Why is such criticism seen as normal? Why are women seen as fair game? Why do some people enjoy tearing them to bits?

The historian Mary Beard is just one example. She was said to be "too ugly for television", to have disastrous hair, terrible teeth, embarrassing clothes, and much worse. Fortunately she's resilient enough to shrug it all off as hateful nonsense, but why should she have to put up with such comments?

Of course for men the hidden agenda is to control women by insulting and intimidating them. For women, the motive is to undermine other women who're seen as competitors. For the media, the aim is simply to whip up controversy and get more readers. As for the internet trolls, there are all sorts of sadistic tendencies at work, too varied to disentangle.

Men on the other hand are usually spared such ruthless appraisals. They can have paunches the size of blimps, body hair like a shag-pile carpet, and suits that might have fit them ten years ago, and nobody says a word because well, they're blokes and they're different. You don't criticise their appearance, only their football team or their make of car.

Personally, I hardly ever criticise a woman's appearance.
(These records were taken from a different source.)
#[cfg(test)]
mod tests {
    use super::*;
    use tempfile::TempDir;

    fn create_config_file(dir: &Path, content: &str) -> PathBuf {
        let path = dir.join("config.toml");
        std::fs::write(&path, content).unwrap();
        path
    }

    #[test]
    fn load_defaults_only() {
        let config = ConfigLoader::new()
            .skip_global_config()
            .skip_project_config()
            .skip_env_vars()
            .load()
            .unwrap();

        assert_eq!(config, GateConfig::default());
    }

    #[test]
    fn load_global_config() {
        let temp = TempDir::new().unwrap();
        let config_path = create_config_file(
            temp.path(),
            r#"
login_path = "/signin"

[timeouts]
oracle_ms = 250
"#,
        );

        let config = ConfigLoader::new()
            .with_global_config(&config_path)
            .skip_project_config()
            .skip_env_vars()
            .load()
            .unwrap();

        assert_eq!(config.login_path, "/signin");
        assert_eq!(config.timeouts.oracle_ms, 250);
    }

    #[test]
    fn load_project_overrides_global() {
        let global_temp = TempDir::new().unwrap();
        let project_temp = TempDir::new().unwrap();

        // Create .roost directory in project
        let roost_dir = project_temp.path().join(".roost");
        std::fs::create_dir_all(&roost_dir).unwrap();

        // Global config
        let global_path = create_config_file(
            global_temp.path(),
            r#"
login_path = "/signin"
default_fallback = "/home"
"#,
        );

        // Project config
        create_config_file(
            &roost_dir,
            r#"
default_fallback = "/overview"

[[routes]]
path_pattern = "/houses"
is_public = true
"#,
        );

        let config = ConfigLoader::new()
            .with_global_config(&global_path)
            .with_project_root(project_temp.path())
            .skip_env_vars()
            .load()
            .unwrap();

        // login_path from global (not overridden in project)
        assert_eq!(config.login_path, "/signin");
        // fallback from project (overrides global)
        assert_eq!(config.default_fallback, "/overview");
        assert_eq!(config.routes.map(|r| r.len()), Some(1));
    }

    #[test]
    fn later_layer_can_restore_a_default() {
        let global_temp = TempDir::new().unwrap();
        let project_temp = TempDir::new().unwrap();
        let roost_dir = project_temp.path().join(".roost");
        std::fs::create_dir_all(&roost_dir).unwrap();

        let global_path = create_config_file(
            global_temp.path(),
            r#"
login_path = "/signin"
unknown_role = "deny"

[timeouts]
session_ms = 900
oracle_ms = 400
"#,
        );
        create_config_file(
            &roost_dir,
            r#"
login_path = "/login"
unknown_role = "lowest_privilege"

[timeouts]
oracle_ms = 2000
"#,
        );

        let config = ConfigLoader::new()
            .with_global_config(&global_path)
            .with_project_root(project_temp.path())
            .skip_env_vars()
            .load()
            .unwrap();

        assert_eq!(config.unknown_role, UnknownRolePolicy::LowestPrivilege);
        assert_eq!(config.login_path, "/login");
        assert_eq!(config.timeouts.oracle_ms, 2_000);
        // Untouched nested key survives from the global layer.
        assert_eq!(config.timeouts.session_ms, 900);
    }

    #[test]
    fn merge_layer_replaces_arrays_whole() {
        let mut base: toml::Table = r#"
login_path = "/signin"
routes = [{ path_pattern = "/a", is_public = true }, { path_pattern = "/b", is_public = true }]
"#
        .parse()
        .unwrap();
        let layer: toml::Table = r#"routes = [{ path_pattern = "/c", is_public = true }]"#
            .parse()
            .unwrap();

        merge_layer(&mut base, layer);

        let config: GateConfig = toml::Value::Table(base).try_into().unwrap();
        assert_eq!(config.login_path, "/signin");
        assert_eq!(config.routes, Some(vec![roost_auth::RouteRule::public("/c")]));
    }

    #[test]
    fn type_error_names_the_file() {
        let temp = TempDir::new().unwrap();
        let path = create_config_file(temp.path(), r#"unknown_role = "sometimes""#);
        let err = ConfigLoader::new()
            .with_global_config(&path)
            .skip_project_config()
            .skip_env_vars()
            .load()
            .unwrap_err();
        assert!(matches!(err, ConfigError::ParseToml { path: ref p, .. } if *p == path));
    }

    #[test]
    fn missing_config_files_ok() {
        let config = ConfigLoader::new()
            .with_global_config("/nonexistent/path/config.toml")
            .with_project_root("/nonexistent/project")
            .skip_env_vars()
            .load()
            .unwrap();

        // Should return defaults
        assert_eq!(config, GateConfig::default());
    }

    #[test]
    fn explicit_file_must_exist() {
        let err = ConfigLoader::new()
            .skip_global_config()
            .skip_project_config()
            .with_config_file("/nonexistent/roost.toml")
            .skip_env_vars()
            .load()
            .unwrap_err();
        assert!(matches!(err, ConfigError::ReadFile { .. }));
    }

    #[test]
    fn malformed_file_is_an_error() {
        let temp = TempDir::new().unwrap();
        let path = create_config_file(temp.path(), "login_path = [");
        let err = ConfigLoader::new()
            .with_global_config(&path)
            .skip_project_config()
            .skip_env_vars()
            .load()
            .unwrap_err();
        assert!(matches!(err, ConfigError::ParseToml { .. }));
    }

    #[test]
    fn merged_result_is_validated() {
        let temp = TempDir::new().unwrap();
        let path = create_config_file(temp.path(), r#"default_fallback = "dashboard""#);
        let err = ConfigLoader::new()
            .with_global_config(&path)
            .skip_project_config()
            .skip_env_vars()
            .load()
            .unwrap_err();
        assert!(matches!(
            err,
            ConfigError::InvalidValue {
                field: "default_fallback",
                ..
            }
        ));
    }

    #[test]
    fn parse_millis_values() {
        assert_eq!(parse_millis("1500"), Some(1500));
        assert_eq!(parse_millis(" 20 "), Some(20));
        assert_eq!(parse_millis("0"), None);
        assert_eq!(parse_millis("-5"), None);
        assert_eq!(parse_millis("2s"), None);
    }

    #[test]
    fn env_var_override() {
        // Env vars are process-global; every ROOST_* case lives in this one test.
        std::env::set_var("ROOST_LOGIN_PATH", "/auth/login");
        std::env::set_var("ROOST_ORACLE_TIMEOUT_MS", "300");
        std::env::set_var("ROOST_UNKNOWN_ROLE", "deny");

        let loader = ConfigLoader::new()
            .skip_global_config()
            .skip_project_config();
        let overridden = loader.load();

        std::env::set_var("ROOST_SESSION_TIMEOUT_MS", "soon");
        let garbage = loader.load();

        // Cleanup
        for var in [
            "ROOST_LOGIN_PATH",
            "ROOST_ORACLE_TIMEOUT_MS",
            "ROOST_UNKNOWN_ROLE",
            "ROOST_SESSION_TIMEOUT_MS",
        ] {
            std::env::remove_var(var);
        }

        let config = overridden.unwrap();
        assert_eq!(config.login_path, "/auth/login");
        assert_eq!(config.timeouts.oracle_ms, 300);
        assert_eq!(config.unknown_role, UnknownRolePolicy::Deny);

        assert!(matches!(
            garbage,
            Err(ConfigError::InvalidEnvVar { ref name, .. }) if name == "ROOST_SESSION_TIMEOUT_MS"
        ));
    }
}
I know women are anxious enough about how they look without me adding to the anxiety. In any case, it's none of my business how other people present themselves to the world. And there are more important things to attend to than a shapeless dress or hairy armpits.

Like all those women who're being raped or pimped or stalked or genitally mutilated, for starters.


  1. Your penultimate paragraph sums it up Nick.
    No matter what our opinions of the way someone chooses to present themselves, it's nobody's business but their own - regardless of whether they're male or female.
    I do agree that the media makes a much bigger deal of this sort of thing when the target is a woman, and that's just not on in a supposedy enlightened society.
    It is hard to not have an opinion when someone chooses to look like a disaster area, but to put someone up for public ridicule on this basis is not acceptable.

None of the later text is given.